I have this text:
a href="#" class="s-navigation--item js-gps-track js-products-menu" aria-controls="products-popover" data-controller="s-popover" data-action="s-popover#toggle" data-s-popover-placement="bottom" data-s-popover-toggle-class="is-selected" data-gps-track="top_nav.products.click({location:2, destination:1})" data-ga="["top navigation","products menu click",null,null,null]" aria-expanded="false"
With this regex:
attr_regex = '(?:\w+[-\.]*)+(?:=+[\'\"][\w\d\s:;,$@#!\[\]^&?%*\/+(){}.=-]*[\'\"])*'
I want to separate this text into the individual words or variables there are, like this:
But instead, in python code the output gets like this (in a list):
['a', 'aria-controls="products-popover"', 'aria-expanded="false"', 'class="s-navigation--item js-gps-track js-products-menu"', 'data-action="s-popover#toggle"', 'data-controller="s-popover"', 'data-ga', 'top', 'navigation', 'products', 'menu', 'click', 'null', 'null', 'null', 'data-gps-track="top_nav.products.click({location:2, destination:1})"', 'data-s-popover-placement="bottom"', 'data-s-popover-toggle-class="is-selected"', 'href="#"']

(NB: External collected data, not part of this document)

//! `media-engine` - drive the playback engine from the command line.
//!
//! Local files and http(s) URLs are queued and played through a simulated clock sink; every
//! player event is printed to stdout as one JSON line. Logs go to stderr.

mod cli;
mod clock_sink;
mod config;

use std::path::PathBuf;
use std::sync::Arc;

use anyhow::{Context, Result, anyhow};
use clap::Parser;
use media_engine::plugins::{DirectUrlPlugin, LocalFilePlugin};
use media_engine::{CapabilityRegistry, Catalog, EngineError, MediaPlugin, Player};
use media_engine_types::{ErrorInfo, LoopMode, PlayerEvent, SourceDescriptor, TransportState};
use tokio::sync::mpsc;
use tracing_subscriber::EnvFilter;
use url::Url;

use crate::cli::{Args, Command};
use crate::clock_sink::ClockSink;
use crate::config::CliConfig;

/// What the event printer reports back to the control loop.
enum Signal {
    Idle,
    Failed(ErrorInfo),
}

#[tokio::main]
async fn main() -> Result<()> {
    tracing_subscriber::fmt()
        .with_writer(std::io::stderr)
        .with_env_filter(
            EnvFilter::try_from_default_env()
                .unwrap_or_else(|_| EnvFilter::new("info,media_engine=info")),
        )
        .init();

    let args = Args::parse();
    let mut cfg = match &args.config {
        Some(path) => CliConfig::load(path)?,
        None => CliConfig::default(),
    };
    cfg.local.library_dirs.extend(args.library_dirs.iter().cloned());

    let registry = Arc::new(CapabilityRegistry::new());
    install_plugins(&registry, &cfg).await?;

    let result = match args.cmd {
        Command::Plugins => {
            list_plugins(&registry);
            Ok(())
        }
        Command::Search { query, limit } => {
            search(&registry, &cfg, &query, limit).await;
            Ok(())
        }
        Command::Lyrics { source, at } => lyrics(&registry, &cfg, &source, at).await,
        Command::Play {
            sources,
            loop_mode,
            shuffle,
            seed,
            volume,
            rate,
        } => {
            if let Some(volume) = volume {
                cfg.engine.initial_volume = volume;
            }
            if seed.is_some() {
                cfg.engine.shuffle_seed = seed;
            }
            cfg.engine.validate()?;
            let options = PlayOptions {
                loop_mode,
                shuffle,
                rate,
            };
            play(registry.clone(), cfg, &sources, options).await
        }
    };

    for info in registry.plugins() {
        if let Err(err) = registry.dispose(&info.manifest.id).await {
            tracing::debug!(plugin = %info.manifest.id, error = %err, "dispose skipped");
        }
    }
    result
}

async fn install_plugins(registry: &CapabilityRegistry, cfg: &CliConfig) -> Result<()> {
    let local: Arc<dyn MediaPlugin> = Arc::new(LocalFilePlugin::new(cfg.local.library_dirs.clone()));
    let url: Arc<dyn MediaPlugin> = Arc::new(DirectUrlPlugin::new());
    for plugin in [local, url] {
        let id = plugin.manifest().id.clone();
        registry
            .install(plugin)
            .await
            .with_context(|| format!("install plugin {id}"))?;
    }
    Ok(())
}

fn list_plugins(registry: &CapabilityRegistry) {
    for info in registry.plugins() {
        let abilities: Vec<String> = info.manifest.abilities.iter().map(|a| a.to_string()).collect();
        let provenances: Vec<String> =
            info.manifest.provenances.iter().map(|p| p.to_string()).collect();
        println!(
            "{:<14} {:<10} {:<10} {:<28} {}",
            info.manifest.id,
            info.manifest.version,
            info.status,
            abilities.join(","),
            provenances.join(",")
        );
    }
}

async fn search(registry: &Arc<CapabilityRegistry>, cfg: &CliConfig, query: &str, limit: usize) {
    let catalog = Catalog::new(registry.clone(), cfg.engine.resolution_timeout());
    for (provenance, outcome) in catalog.search_all(query, limit).await {
        match outcome {
            Ok(hits) => {
                for hit in hits {
                    let line = serde_json::json!({
                        "provenance": provenance.to_string(),
                        "id": hit.id(),
                        "metadata": hit.metadata(),
                    });
                    println!("{line}");
                }
            }
            Err(err) => eprintln!("{provenance}: {err}"),
        }
    }
}

async fn lyrics(
    registry: &Arc<CapabilityRegistry>,
    cfg: &CliConfig,
    source: &str,
    at: Option<u64>,
) -> Result<()> {
    let descriptor = descriptor_for(source)?.shared();
    let catalog = Catalog::new(registry.clone(), cfg.engine.resolution_timeout());
    let Some(lyrics) = catalog.lyrics(&descriptor).await? else {
        eprintln!("no lyrics for {}", descriptor.id());
        return Ok(());
    };
    if lyrics.synced.is_empty() {
        println!("{}", lyrics.plain_text.unwrap_or_default());
        return Ok(());
    }
    let current = at.and_then(|position_ms| lyrics.line_at(position_ms));
    for (index, line) in lyrics.synced.iter().enumerate() {
        let marker = if Some(index) == current { '>' } else { ' ' };
        let (minutes, ms) = (line.time_ms / 60_000, line.time_ms % 60_000);
        println!("{marker} [{minutes:02}:{:05.2}] {}", ms as f64 / 1_000.0, line.text);
    }
    Ok(())
}

/// http(s) URLs go to the URL plugin, `file:` URLs and plain paths to the local one.
fn descriptor_for(source: &str) -> Result<SourceDescriptor> {
    let path = match Url::parse(source) {
        Ok(url) if matches!(url.scheme(), "http" | "https") => {
            return Ok(DirectUrlPlugin::descriptor_for(url.as_str()));
        }
        Ok(url) if url.scheme() == "file" => url
            .to_file_path()
            .map_err(|()| anyhow!("file url {source:?} is not a local path"))?,
        _ => PathBuf::from(source),
    };
    let path = std::path::absolute(&path).with_context(|| format!("resolve path {source:?}"))?;
    Ok(LocalFilePlugin::descriptor_for(&path))
}

struct PlayOptions {
    loop_mode: LoopMode,
    shuffle: bool,
    rate: Option<f32>,
}

async fn play(
    registry: Arc<CapabilityRegistry>,
    cfg: CliConfig,
    sources: &[String],
    options: PlayOptions,
) -> Result<()> {
    let descriptors = sources
        .iter()
        .map(|source| descriptor_for(source).map(SourceDescriptor::shared))
        .collect::<Result<Vec<_>>>()?;

    let sink = ClockSink::new(cfg.sink.default_track_ms, cfg.sink.tick_ms);
    let player = Player::spawn(cfg.engine, registry, Box::new(sink));

    let (signal_tx, mut signal_rx) = mpsc::unbounded_channel::<Signal>();
    let events = player.events().subscribe_channel();
    std::thread::spawn(move || {
        while let Some(event) = events.recv() {
            match serde_json::to_string(&event) {
                Ok(line) => println!("{line}"),
                Err(err) => tracing::warn!(error = %err, "event not serializable"),
            }
            let signal = match event {
                PlayerEvent::StateChanged {
                    state: TransportState::Idle,
                    ..
                } => Some(Signal::Idle),
                PlayerEvent::Error { error } => Some(Signal::Failed(error)),
                _ => None,
            };
            if let Some(signal) = signal {
                if signal_tx.send(signal).is_err() {
                    break;
                }
            }
        }
    });

    {
        let player = player.clone();
        let _ = ctrlc::set_handler(move || {
            tracing::info!("interrupted, stopping");
            let _ = player.stop();
        });
    }

    player.set_loop_mode(options.loop_mode)?;
    if let Some(rate) = options.rate {
        player.set_rate(rate)?;
    }
    if let Err(err) = player.play_all(descriptors, 0).await {
        tracing::warn!(error = %err, "first track failed");
    }
    if options.shuffle {
        player.set_shuffle(true)?;
    }

    let mut failures = 0usize;
    while let Some(signal) = signal_rx.recv().await {
        match signal {
            Signal::Idle => break,
            Signal::Failed(error) => {
                failures += 1;
                tracing::warn!(kind = ?error.kind, message = %error.message, "track failed, skipping");
                match player.next().await {
                    Ok(()) => {}
                    Err(err @ EngineError::CommandIgnored { .. }) => {
                        tracing::info!(reason = %err, "nothing left to play");
                        break;
                    }
                    // The failed track reports its own `Error` event.
                    Err(_) => {}
                }
            }
        }
    }

    player.shutdown()?;
    if failures > 0 {
        tracing::warn!(failures, "playback finished with failures");
    }
    Ok(())
}
//! Scripted plugin and recording sink shared by unit tests.

use std::collections::HashMap;
use std::sync::atomic::{AtomicBool, AtomicUsize, Ordering};
use std::sync::{Arc, Mutex};
use std::time::{Duration, SystemTime};

use anyhow::{Result, anyhow};
use async_trait::async_trait;

use media_engine_types::{
    Ability, Lyrics, Provenance, SharedDescriptor, SourceDescriptor, StreamHandle, StreamSource,
    TrackMetadata,
};

use crate::plugin::{MediaPlugin, PluginManifest};
use crate::sink::{DeviceSink, SinkNotifier};

pub(crate) fn descriptor(id: &str, provenance: Provenance) -> SharedDescriptor {
    SourceDescriptor::new(id, provenance, TrackMetadata::titled(id)).shared()
}

pub(crate) fn timed_descriptor(id: &str, provenance: Provenance, duration_ms: u64) -> SharedDescriptor {
    let mut metadata = TrackMetadata::titled(id);
    metadata.duration_ms = Some(duration_ms);
    SourceDescriptor::new(id, provenance, metadata).shared()
}

/// Plugin whose behaviour is fixed up front. Resolves `id` to `stream://<plugin>/<id>`.
pub(crate) struct ScriptedPlugin {
    manifest: PluginManifest,
    delay: Duration,
    delays: HashMap<String, Duration>,
    failure: Option<String>,
    failing_initialize: bool,
    expired: bool,
    expires_in: Option<Duration>,
    catalog: Vec<SourceDescriptor>,
    lyrics: Option<Lyrics>,
    disposed: Arc<AtomicBool>,
    completed: Arc<AtomicUsize>,
}

impl ScriptedPlugin {
    pub(crate) fn resolver(id: &str, provenance: Provenance) -> Self {
        Self {
            manifest: PluginManifest::new(id, id)
                .ability(Ability::ResolveStream)
                .provenance(provenance),
            delay: Duration::ZERO,
            delays: HashMap::new(),
            failure: None,
            failing_initialize: false,
            expired: false,
            expires_in: None,
            catalog: Vec::new(),
            lyrics: None,
            disposed: Arc::new(AtomicBool::new(false)),
            completed: Arc::new(AtomicUsize::new(0)),
        }
    }

    pub(crate) fn with_delay(mut self, delay: Duration) -> Self {
        self.delay = delay;
        self
    }

    pub(crate) fn with_delay_for(mut self, track: &str, delay: Duration) -> Self {
        self.delays.insert(track.to_string(), delay);
        self
    }

    pub(crate) fn failing(mut self, message: &str) -> Self {
        self.failure = Some(message.to_string());
        self
    }

    pub(crate) fn failing_initialize(mut self) -> Self {
        self.failing_initialize = true;
        self
    }

    pub(crate) fn returning_expired(mut self) -> Self {
        self.expired = true;
        self
    }

    pub(crate) fn expiring_after(mut self, lifetime: Duration) -> Self {
        self.expires_in = Some(lifetime);
        self
    }

    pub(crate) fn with_catalog(mut self, entries: Vec<SourceDescriptor>) -> Self {
        self.manifest = self.manifest.ability(Ability::Search);
        self.catalog = entries;
        self
    }

    pub(crate) fn with_lyrics(mut self, lyrics: Lyrics) -> Self {
        self.manifest = self.manifest.ability(Ability::Lyrics);
        self.lyrics = Some(lyrics);
        self
    }

    pub(crate) fn disposed_flag(&self) -> Arc<AtomicBool> {
        self.disposed.clone()
    }

    /// Counts resolutions that ran to completion, consumed or not.
    pub(crate) fn completed_counter(&self) -> Arc<AtomicUsize> {
        self.completed.clone()
    }

    pub(crate) fn shared(self) -> Arc<dyn MediaPlugin> {
        Arc::new(self)
    }

    async fn pause_for(&self, track: &str) {
        let delay = self.delays.get(track).copied().unwrap_or(self.delay);
        if !delay.is_zero() {
            tokio::time::sleep(delay).await;
        }
    }
}

#[async_trait]
impl MediaPlugin for ScriptedPlugin {
    fn manifest(&self) -> &PluginManifest {
        &self.manifest
    }

    async fn initialize(&self) -> Result<()> {
        if self.failing_initialize {
            return Err(anyhow!("credentials rejected"));
        }
        Ok(())
    }

    async fn resolve_stream(&self, descriptor: &SourceDescriptor) -> Result<StreamHandle> {
        self.pause_for(descriptor.id()).await;
        self.completed.fetch_add(1, Ordering::SeqCst);
        if let Some(message) = &self.failure {
            return Err(anyhow!("{message}"));
        }
        let mut handle = StreamHandle::new(StreamSource::Url(format!(
            "stream://{}/{}",
            self.manifest.id,
            descriptor.id()
        )));
        if self.expired {
            handle = handle.expiring_at(SystemTime::now() - Duration::from_secs(60));
        } else if let Some(lifetime) = self.expires_in {
            handle = handle.expiring_at(SystemTime::now() + lifetime);
        }
        Ok(handle)
    }

    async fn search(&self, query: &str, limit: usize) -> Result<Vec<SourceDescriptor>> {
        self.pause_for(query).await;
        let needle = query.to_lowercase();
        Ok(self
            .catalog
            .iter()
            .filter(|entry| entry.metadata().title.to_lowercase().contains(&needle))
            .take(limit)
            .cloned()
            .collect())
    }

    async fn lyrics(&self, descriptor: &SourceDescriptor) -> Result<Option<Lyrics>> {
        self.pause_for(descriptor.id()).await;
        Ok(self.lyrics.clone())
    }

    fn dispose(&self) {
        self.disposed.store(true, Ordering::SeqCst);
    }
}

/// Calls observed by [`RecordingSink`].
#[derive(Clone, Debug, PartialEq)]
pub(crate) enum SinkCall {
    Load(StreamSource),
    Play,
    Pause,
    Seek(u64),
    Volume(f32),
    Rate(f32),
    Stop,
}

/// Test-side view of a [`RecordingSink`]: call log plus the latest notifier.
#[derive(Clone, Default)]
pub(crate) struct SinkProbe {
    calls: Arc<Mutex<Vec<SinkCall>>>,
    notifier: Arc<Mutex<Option<SinkNotifier>>>,
    fail_play: Arc<AtomicBool>,
}

impl SinkProbe {
    pub(crate) fn calls(&self) -> Vec<SinkCall> {
        self.calls.lock().unwrap().clone()
    }

    pub(crate) fn loaded(&self) -> Vec<StreamSource> {
        self.calls()
            .into_iter()
            .filter_map(|call| match call {
                SinkCall::Load(source) => Some(source),
                _ => None,
            })
            .collect()
    }

    /// Notifier handed to the most recent `load`.
    pub(crate) fn notifier(&self) -> SinkNotifier {
        self.notifier
            .lock()
            .unwrap()
            .clone()
            .expect("sink was never loaded")
    }

    pub(crate) fn fail_next_play(&self) {
        self.fail_play.store(true, Ordering::SeqCst);
    }

    fn record(&self, call: SinkCall) {
        self.calls.lock().unwrap().push(call);
    }
}

pub(crate) struct RecordingSink {
    probe: SinkProbe,
}

impl RecordingSink {
    pub(crate) fn new() -> (Self, SinkProbe) {
        let probe = SinkProbe::default();
        (
            Self {
                probe: probe.clone(),
            },
            probe,
        )
    }
}

impl DeviceSink for RecordingSink {
    fn load(&mut self, stream: &StreamHandle, notifier: SinkNotifier) -> Result<()> {
        self.probe.record(SinkCall::Load(stream.source.clone()));
        *self.probe.notifier.lock().unwrap() = Some(notifier);
        Ok(())
    }

    fn play(&mut self) -> Result<()> {
        if self.probe.fail_play.swap(false, Ordering::SeqCst) {
            return Err(anyhow!("output device unavailable"));
        }
        self.probe.record(SinkCall::Play);
        Ok(())
    }

    fn pause(&mut self) -> Result<()> {
        self.probe.record(SinkCall::Pause);
        Ok(())
    }

    fn seek(&mut self, position_ms: u64) -> Result<()> {
        self.probe.record(SinkCall::Seek(position_ms));
        Ok(())
    }

    fn set_volume(&mut self, volume: f32) -> Result<()> {
        self.probe.record(SinkCall::Volume(volume));
        Ok(())
    }

    fn set_rate(&mut self, rate: f32) -> Result<()> {
        self.probe.record(SinkCall::Rate(rate));
        Ok(())
    }

    fn stop(&mut self) -> Result<()> {
        self.probe.record(SinkCall::Stop);
        Ok(())
    }
}
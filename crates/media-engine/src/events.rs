//! Player event bus.
//!
//! Handlers run synchronously on the publishing task, in subscription order. Dispatch works on a
//! snapshot of the subscriber list, so handlers may subscribe, unsubscribe (themselves
//! included) or issue player commands without deadlocking.

use std::sync::atomic::{AtomicU64, Ordering};
use std::sync::{Arc, Mutex, PoisonError, Weak};
use std::time::Duration;

use crossbeam_channel::{Receiver, TryRecvError, unbounded};
use tokio::time::Instant;

use media_engine_types::PlayerEvent;

type Handler = Arc<dyn Fn(&PlayerEvent) + Send + Sync>;

/// Identifies one subscription on a bus.
#[derive(Clone, Copy, Debug, PartialEq, Eq, Hash)]
pub struct SubscriptionId(u64);

#[derive(Clone, Default)]
pub struct EventBus {
    inner: Arc<BusInner>,
}

#[derive(Default)]
struct BusInner {
    next_id: AtomicU64,
    subscribers: Mutex<Vec<(SubscriptionId, Handler)>>,
}

impl BusInner {
    fn remove(&self, id: SubscriptionId) -> bool {
        let mut subscribers = self.subscribers.lock().unwrap_or_else(PoisonError::into_inner);
        let before = subscribers.len();
        subscribers.retain(|(existing, _)| *existing != id);
        subscribers.len() != before
    }
}

impl EventBus {
    pub fn new() -> Self {
        Self::default()
    }

    /// Register `handler`. The subscription ends when the returned guard is dropped or
    /// [`Subscription::unsubscribe`] is called.
    pub fn subscribe<F>(&self, handler: F) -> Subscription
    where
        F: Fn(&PlayerEvent) + Send + Sync + 'static,
    {
        let id = SubscriptionId(self.inner.next_id.fetch_add(1, Ordering::Relaxed));
        self.inner
            .subscribers
            .lock()
            .unwrap_or_else(PoisonError::into_inner)
            .push((id, Arc::new(handler)));
        Subscription {
            id,
            bus: Arc::downgrade(&self.inner),
        }
    }

    /// Subscribe through an unbounded channel, for consumers on other threads.
    pub fn subscribe_channel(&self) -> EventReceiver {
        let (tx, rx) = unbounded();
        let subscription = self.subscribe(move |event| {
            let _ = tx.send(event.clone());
        });
        EventReceiver { rx, subscription }
    }

    /// Remove a subscription by id. Returns whether it was still registered.
    pub fn unsubscribe(&self, id: SubscriptionId) -> bool {
        self.inner.remove(id)
    }

    pub fn subscriber_count(&self) -> usize {
        self.inner
            .subscribers
            .lock()
            .unwrap_or_else(PoisonError::into_inner)
            .len()
    }

    /// Deliver `event` to every current subscriber.
    pub fn publish(&self, event: &PlayerEvent) {
        let handlers: Vec<Handler> = self
            .inner
            .subscribers
            .lock()
            .unwrap_or_else(PoisonError::into_inner)
            .iter()
            .map(|(_, handler)| handler.clone())
            .collect();
        if !event.is_progress() {
            tracing::trace!(?event, subscribers = handlers.len(), "publish");
        }
        for handler in handlers {
            handler(event);
        }
    }
}

/// Guard for a bus subscription.
#[must_use = "dropping a Subscription unsubscribes immediately"]
pub struct Subscription {
    id: SubscriptionId,
    bus: Weak<BusInner>,
}

impl Subscription {
    pub fn id(&self) -> SubscriptionId {
        self.id
    }

    pub fn unsubscribe(self) {
        drop(self);
    }

    /// Keep the handler registered for the lifetime of the bus.
    pub fn detach(self) {
        std::mem::forget(self);
    }
}

impl Drop for Subscription {
    fn drop(&mut self) {
        if let Some(bus) = self.bus.upgrade() {
            bus.remove(self.id);
        }
    }
}

/// Channel-backed subscription returned by [`EventBus::subscribe_channel`].
pub struct EventReceiver {
    rx: Receiver<PlayerEvent>,
    subscription: Subscription,
}

impl EventReceiver {
    pub fn recv(&self) -> Option<PlayerEvent> {
        self.rx.recv().ok()
    }

    pub fn try_recv(&self) -> Option<PlayerEvent> {
        match self.rx.try_recv() {
            Ok(event) => Some(event),
            Err(TryRecvError::Empty | TryRecvError::Disconnected) => None,
        }
    }

    /// Everything received so far.
    pub fn drain(&self) -> Vec<PlayerEvent> {
        self.rx.try_iter().collect()
    }

    pub fn id(&self) -> SubscriptionId {
        self.subscription.id()
    }
}

/// Coalesces position updates so at most one progress event goes out per interval.
///
/// The newest position always wins. Callers flush pending progress before publishing a
/// discrete event so observers never see progress out of order.
pub(crate) struct ProgressCoalescer {
    interval: Duration,
    last_emit: Option<Instant>,
    pending: Option<PlayerEvent>,
}

impl ProgressCoalescer {
    pub(crate) fn new(interval: Duration) -> Self {
        Self {
            interval,
            last_emit: None,
            pending: None,
        }
    }

    /// Offer a position. Returns the event to publish now, if the interval has elapsed.
    pub(crate) fn offer(
        &mut self,
        now: Instant,
        elapsed_ms: u64,
        duration_ms: Option<u64>,
    ) -> Option<PlayerEvent> {
        let event = PlayerEvent::Progress {
            elapsed_ms,
            duration_ms,
        };
        match self.last_emit {
            Some(last) if now.duration_since(last) < self.interval => {
                self.pending = Some(event);
                None
            }
            _ => {
                self.last_emit = Some(now);
                self.pending = None;
                Some(event)
            }
        }
    }

    /// When the pending update becomes due.
    pub(crate) fn deadline(&self) -> Option<Instant> {
        self.pending.as_ref()?;
        self.last_emit.map(|last| last + self.interval)
    }

    /// Emit unconditionally (seek), replacing anything pending.
    pub(crate) fn force(&mut self, now: Instant, elapsed_ms: u64, duration_ms: Option<u64>) -> PlayerEvent {
        self.pending = None;
        self.last_emit = Some(now);
        PlayerEvent::Progress {
            elapsed_ms,
            duration_ms,
        }
    }

    pub(crate) fn flush(&mut self, now: Instant) -> Option<PlayerEvent> {
        let event = self.pending.take()?;
        self.last_emit = Some(now);
        Some(event)
    }

    /// Drop pending progress and restart the interval (new playback session).
    pub(crate) fn reset(&mut self) {
        self.pending = None;
        self.last_emit = None;
    }
}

As you can see there are some words which are not supposed to come out like that, because they are inside the value of the variable.
Python code:
elements = re.findall(attr_regex, str(text))
print(elements)
Using raw string doesn't fix the problem!
How can I fix this problem, and better, how can I make this regex work successfully in every text possible?